§ **What is needed**:
Everything from the first line of the records to the line containing "pub type Button = bool;", inclusive, is to be extracted exactly, and nothing more.

------ Entries supplied

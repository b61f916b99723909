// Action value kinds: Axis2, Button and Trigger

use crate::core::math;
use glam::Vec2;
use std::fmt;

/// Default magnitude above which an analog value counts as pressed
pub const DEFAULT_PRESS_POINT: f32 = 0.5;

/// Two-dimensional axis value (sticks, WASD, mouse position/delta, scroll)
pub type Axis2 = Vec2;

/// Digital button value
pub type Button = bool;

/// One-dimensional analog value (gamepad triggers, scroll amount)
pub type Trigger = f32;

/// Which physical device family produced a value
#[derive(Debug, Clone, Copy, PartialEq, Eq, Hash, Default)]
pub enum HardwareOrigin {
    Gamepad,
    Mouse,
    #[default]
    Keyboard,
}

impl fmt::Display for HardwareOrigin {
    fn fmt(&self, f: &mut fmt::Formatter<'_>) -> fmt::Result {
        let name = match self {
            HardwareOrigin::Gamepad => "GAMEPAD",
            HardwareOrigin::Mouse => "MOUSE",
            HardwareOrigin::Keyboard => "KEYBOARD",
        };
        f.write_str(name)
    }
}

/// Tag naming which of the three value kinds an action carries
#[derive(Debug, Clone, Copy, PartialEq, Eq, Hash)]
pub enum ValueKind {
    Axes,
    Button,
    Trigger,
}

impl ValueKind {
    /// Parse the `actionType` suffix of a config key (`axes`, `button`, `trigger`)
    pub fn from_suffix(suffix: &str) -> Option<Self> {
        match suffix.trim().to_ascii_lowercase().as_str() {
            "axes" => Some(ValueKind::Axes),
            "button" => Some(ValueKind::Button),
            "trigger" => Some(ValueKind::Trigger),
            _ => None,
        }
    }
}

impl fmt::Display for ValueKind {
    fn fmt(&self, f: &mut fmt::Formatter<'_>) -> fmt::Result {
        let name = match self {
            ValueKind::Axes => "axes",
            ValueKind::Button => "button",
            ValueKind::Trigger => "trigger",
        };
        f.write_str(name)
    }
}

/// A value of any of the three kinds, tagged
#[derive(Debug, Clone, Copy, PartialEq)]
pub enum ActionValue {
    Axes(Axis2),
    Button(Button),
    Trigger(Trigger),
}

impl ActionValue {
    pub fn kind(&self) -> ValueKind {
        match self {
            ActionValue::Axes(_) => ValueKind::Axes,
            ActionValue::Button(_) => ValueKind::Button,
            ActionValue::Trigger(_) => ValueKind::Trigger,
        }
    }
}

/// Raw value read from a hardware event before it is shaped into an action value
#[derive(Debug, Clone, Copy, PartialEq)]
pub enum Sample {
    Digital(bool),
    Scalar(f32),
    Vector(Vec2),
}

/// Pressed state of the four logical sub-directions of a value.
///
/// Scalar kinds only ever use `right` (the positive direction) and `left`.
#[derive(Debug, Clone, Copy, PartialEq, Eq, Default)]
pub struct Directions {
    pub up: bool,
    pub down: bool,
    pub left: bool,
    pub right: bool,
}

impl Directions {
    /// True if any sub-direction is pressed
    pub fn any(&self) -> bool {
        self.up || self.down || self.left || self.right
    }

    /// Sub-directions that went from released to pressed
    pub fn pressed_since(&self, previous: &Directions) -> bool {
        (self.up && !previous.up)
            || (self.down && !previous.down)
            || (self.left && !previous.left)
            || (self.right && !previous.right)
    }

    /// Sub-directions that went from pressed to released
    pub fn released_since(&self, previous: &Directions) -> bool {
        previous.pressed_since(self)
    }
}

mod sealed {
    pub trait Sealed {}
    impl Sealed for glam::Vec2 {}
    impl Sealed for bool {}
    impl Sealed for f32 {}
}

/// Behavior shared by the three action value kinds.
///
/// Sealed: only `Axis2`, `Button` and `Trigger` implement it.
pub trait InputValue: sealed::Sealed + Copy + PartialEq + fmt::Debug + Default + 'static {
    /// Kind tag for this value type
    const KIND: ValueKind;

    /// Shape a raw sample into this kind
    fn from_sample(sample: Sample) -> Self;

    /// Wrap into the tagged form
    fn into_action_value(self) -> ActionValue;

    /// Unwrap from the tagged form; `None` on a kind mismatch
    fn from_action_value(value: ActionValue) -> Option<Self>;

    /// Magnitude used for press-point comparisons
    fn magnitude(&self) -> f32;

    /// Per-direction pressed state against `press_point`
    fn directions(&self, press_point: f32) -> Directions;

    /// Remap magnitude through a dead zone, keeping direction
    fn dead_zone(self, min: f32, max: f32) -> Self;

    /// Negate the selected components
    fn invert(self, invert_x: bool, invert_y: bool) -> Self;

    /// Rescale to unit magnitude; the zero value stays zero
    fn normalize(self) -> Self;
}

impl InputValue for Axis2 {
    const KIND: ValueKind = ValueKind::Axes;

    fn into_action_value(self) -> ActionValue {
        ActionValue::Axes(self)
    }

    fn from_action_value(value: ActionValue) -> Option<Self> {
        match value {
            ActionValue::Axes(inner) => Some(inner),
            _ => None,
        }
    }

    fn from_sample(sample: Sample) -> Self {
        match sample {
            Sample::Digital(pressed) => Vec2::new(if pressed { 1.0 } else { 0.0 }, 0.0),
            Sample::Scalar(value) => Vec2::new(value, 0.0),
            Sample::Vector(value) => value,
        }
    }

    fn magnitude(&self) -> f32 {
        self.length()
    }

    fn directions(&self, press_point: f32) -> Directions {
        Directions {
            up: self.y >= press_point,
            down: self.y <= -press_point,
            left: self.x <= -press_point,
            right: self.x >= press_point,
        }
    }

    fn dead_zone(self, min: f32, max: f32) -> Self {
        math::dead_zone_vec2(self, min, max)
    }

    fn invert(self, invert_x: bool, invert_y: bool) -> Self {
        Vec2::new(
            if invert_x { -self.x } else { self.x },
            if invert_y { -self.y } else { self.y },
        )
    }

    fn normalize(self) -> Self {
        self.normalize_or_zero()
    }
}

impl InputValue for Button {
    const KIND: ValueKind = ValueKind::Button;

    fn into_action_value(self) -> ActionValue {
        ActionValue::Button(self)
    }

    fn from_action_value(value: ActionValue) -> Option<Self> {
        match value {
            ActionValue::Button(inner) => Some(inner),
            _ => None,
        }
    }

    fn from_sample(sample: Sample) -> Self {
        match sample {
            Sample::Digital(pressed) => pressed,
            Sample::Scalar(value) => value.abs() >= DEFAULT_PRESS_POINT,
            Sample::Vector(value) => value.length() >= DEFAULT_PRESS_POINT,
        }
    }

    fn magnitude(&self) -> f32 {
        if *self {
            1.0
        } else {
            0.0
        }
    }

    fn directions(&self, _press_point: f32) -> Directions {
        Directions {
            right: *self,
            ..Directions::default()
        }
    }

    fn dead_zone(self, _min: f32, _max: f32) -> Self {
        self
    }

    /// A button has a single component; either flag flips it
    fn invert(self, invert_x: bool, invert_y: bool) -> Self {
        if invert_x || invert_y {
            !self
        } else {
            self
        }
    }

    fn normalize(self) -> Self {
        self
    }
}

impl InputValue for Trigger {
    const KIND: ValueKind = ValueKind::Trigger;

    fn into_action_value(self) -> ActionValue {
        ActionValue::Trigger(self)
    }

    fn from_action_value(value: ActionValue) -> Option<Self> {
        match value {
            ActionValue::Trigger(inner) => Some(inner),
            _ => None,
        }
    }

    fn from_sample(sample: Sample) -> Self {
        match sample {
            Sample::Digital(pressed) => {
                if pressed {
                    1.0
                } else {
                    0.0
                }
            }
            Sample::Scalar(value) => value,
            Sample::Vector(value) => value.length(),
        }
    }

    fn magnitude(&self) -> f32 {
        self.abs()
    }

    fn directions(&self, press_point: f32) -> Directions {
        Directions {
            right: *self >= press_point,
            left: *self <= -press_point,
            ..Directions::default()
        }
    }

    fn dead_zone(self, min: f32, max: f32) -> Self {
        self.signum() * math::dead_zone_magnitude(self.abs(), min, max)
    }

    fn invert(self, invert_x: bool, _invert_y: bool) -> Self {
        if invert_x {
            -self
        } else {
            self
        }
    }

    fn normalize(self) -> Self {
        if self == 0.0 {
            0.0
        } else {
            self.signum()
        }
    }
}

------------

§ **Completed exercise**:
repository b61f916b99723909
// Action value kinds: Axis2, Button and Trigger

use crate::core::math;
use glam::Vec2;
use std::fmt;

/// Default magnitude above which an analog value counts as pressed
pub const DEFAULT_PRESS_POINT: f32 = 0.5;

/// Two-dimensional axis value (sticks, WASD, mouse position/delta, scroll)
pub type Axis2 = Vec2;

/// Digital button value
pub type Button = bool;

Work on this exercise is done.